Stored data entries:
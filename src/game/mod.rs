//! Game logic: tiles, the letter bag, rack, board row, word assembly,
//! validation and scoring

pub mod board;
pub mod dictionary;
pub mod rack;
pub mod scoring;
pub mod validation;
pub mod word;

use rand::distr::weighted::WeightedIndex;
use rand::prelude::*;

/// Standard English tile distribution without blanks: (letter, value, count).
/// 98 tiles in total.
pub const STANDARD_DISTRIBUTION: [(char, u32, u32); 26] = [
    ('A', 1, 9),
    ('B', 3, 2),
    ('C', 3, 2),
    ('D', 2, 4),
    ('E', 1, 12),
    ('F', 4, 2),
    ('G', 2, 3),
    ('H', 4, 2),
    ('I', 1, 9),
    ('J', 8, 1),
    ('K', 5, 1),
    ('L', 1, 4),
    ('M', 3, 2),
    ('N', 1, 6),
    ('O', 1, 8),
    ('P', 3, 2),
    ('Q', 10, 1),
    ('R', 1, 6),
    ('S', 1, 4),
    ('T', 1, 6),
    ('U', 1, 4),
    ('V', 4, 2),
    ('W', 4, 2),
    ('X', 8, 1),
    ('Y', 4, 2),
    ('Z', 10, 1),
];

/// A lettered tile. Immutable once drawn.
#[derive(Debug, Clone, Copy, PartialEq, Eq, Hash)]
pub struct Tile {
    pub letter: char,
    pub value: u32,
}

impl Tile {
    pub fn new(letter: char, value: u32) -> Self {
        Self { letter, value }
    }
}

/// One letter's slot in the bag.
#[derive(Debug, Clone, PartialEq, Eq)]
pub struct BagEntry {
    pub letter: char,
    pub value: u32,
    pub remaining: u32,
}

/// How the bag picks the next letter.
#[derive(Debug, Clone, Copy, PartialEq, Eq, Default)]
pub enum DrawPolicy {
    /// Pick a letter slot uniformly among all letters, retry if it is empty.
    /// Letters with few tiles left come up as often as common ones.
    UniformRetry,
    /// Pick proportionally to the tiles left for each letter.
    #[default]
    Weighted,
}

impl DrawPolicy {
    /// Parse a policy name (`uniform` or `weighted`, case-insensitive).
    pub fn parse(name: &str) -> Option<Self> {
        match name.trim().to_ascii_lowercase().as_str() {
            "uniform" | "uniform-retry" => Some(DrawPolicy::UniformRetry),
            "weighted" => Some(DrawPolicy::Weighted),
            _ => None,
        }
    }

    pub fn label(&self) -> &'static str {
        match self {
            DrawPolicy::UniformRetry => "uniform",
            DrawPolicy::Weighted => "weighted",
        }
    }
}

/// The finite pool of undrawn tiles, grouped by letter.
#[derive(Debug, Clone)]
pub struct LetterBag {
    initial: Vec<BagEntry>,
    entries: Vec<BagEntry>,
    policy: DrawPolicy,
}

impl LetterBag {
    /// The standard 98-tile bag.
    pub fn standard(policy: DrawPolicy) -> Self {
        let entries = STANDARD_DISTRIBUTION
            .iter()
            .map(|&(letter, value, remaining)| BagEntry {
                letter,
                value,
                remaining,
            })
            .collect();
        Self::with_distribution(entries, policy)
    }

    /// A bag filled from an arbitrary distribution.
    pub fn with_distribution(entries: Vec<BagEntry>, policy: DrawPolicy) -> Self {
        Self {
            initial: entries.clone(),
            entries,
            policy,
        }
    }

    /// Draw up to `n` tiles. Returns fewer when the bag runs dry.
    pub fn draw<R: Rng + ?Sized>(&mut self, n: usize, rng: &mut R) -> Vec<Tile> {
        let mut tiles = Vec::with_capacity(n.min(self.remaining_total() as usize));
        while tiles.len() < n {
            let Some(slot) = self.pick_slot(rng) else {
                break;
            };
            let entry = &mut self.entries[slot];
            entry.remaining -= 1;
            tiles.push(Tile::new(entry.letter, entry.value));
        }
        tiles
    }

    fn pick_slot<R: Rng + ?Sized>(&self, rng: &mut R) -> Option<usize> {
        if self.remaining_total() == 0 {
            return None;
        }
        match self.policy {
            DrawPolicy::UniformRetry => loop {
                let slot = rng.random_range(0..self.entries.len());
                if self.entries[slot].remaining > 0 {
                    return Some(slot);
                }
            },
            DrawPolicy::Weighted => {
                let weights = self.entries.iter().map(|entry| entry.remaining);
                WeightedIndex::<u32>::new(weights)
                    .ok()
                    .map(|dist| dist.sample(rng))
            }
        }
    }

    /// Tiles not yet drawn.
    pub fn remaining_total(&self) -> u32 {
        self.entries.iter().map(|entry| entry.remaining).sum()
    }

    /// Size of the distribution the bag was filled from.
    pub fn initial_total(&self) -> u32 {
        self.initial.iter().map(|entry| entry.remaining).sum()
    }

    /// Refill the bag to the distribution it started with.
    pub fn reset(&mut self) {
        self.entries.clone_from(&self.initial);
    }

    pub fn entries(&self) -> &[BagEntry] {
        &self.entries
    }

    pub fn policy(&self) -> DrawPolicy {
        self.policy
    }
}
==
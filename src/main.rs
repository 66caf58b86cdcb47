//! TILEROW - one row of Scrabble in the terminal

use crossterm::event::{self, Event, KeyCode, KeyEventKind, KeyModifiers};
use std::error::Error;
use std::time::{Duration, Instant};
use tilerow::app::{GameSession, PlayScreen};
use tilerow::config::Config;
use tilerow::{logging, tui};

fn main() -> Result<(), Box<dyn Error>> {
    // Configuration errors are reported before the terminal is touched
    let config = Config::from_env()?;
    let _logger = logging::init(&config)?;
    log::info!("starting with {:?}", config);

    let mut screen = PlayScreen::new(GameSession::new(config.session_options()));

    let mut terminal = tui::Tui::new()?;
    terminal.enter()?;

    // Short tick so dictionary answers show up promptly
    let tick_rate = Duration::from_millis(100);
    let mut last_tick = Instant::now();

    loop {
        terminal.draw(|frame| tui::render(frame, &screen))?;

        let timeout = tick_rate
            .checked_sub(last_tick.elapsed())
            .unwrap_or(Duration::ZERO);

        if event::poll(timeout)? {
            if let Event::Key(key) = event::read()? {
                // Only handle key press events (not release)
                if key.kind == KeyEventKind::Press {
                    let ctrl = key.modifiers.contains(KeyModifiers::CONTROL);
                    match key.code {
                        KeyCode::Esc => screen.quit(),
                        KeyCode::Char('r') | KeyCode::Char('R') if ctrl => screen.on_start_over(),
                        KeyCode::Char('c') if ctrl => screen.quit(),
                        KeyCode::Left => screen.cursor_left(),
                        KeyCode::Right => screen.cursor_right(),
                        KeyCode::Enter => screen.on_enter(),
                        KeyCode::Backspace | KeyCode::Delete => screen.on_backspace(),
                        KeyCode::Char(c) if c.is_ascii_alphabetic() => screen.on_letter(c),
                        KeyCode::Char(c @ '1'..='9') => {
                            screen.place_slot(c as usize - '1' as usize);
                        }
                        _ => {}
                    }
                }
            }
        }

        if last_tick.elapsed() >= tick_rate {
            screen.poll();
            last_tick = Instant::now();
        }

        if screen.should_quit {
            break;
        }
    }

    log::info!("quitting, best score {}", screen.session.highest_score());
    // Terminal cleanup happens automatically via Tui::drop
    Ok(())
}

▶ To do
In the entries above, count each line with "struct"; reply with the total only.

▶ Reply to the task
3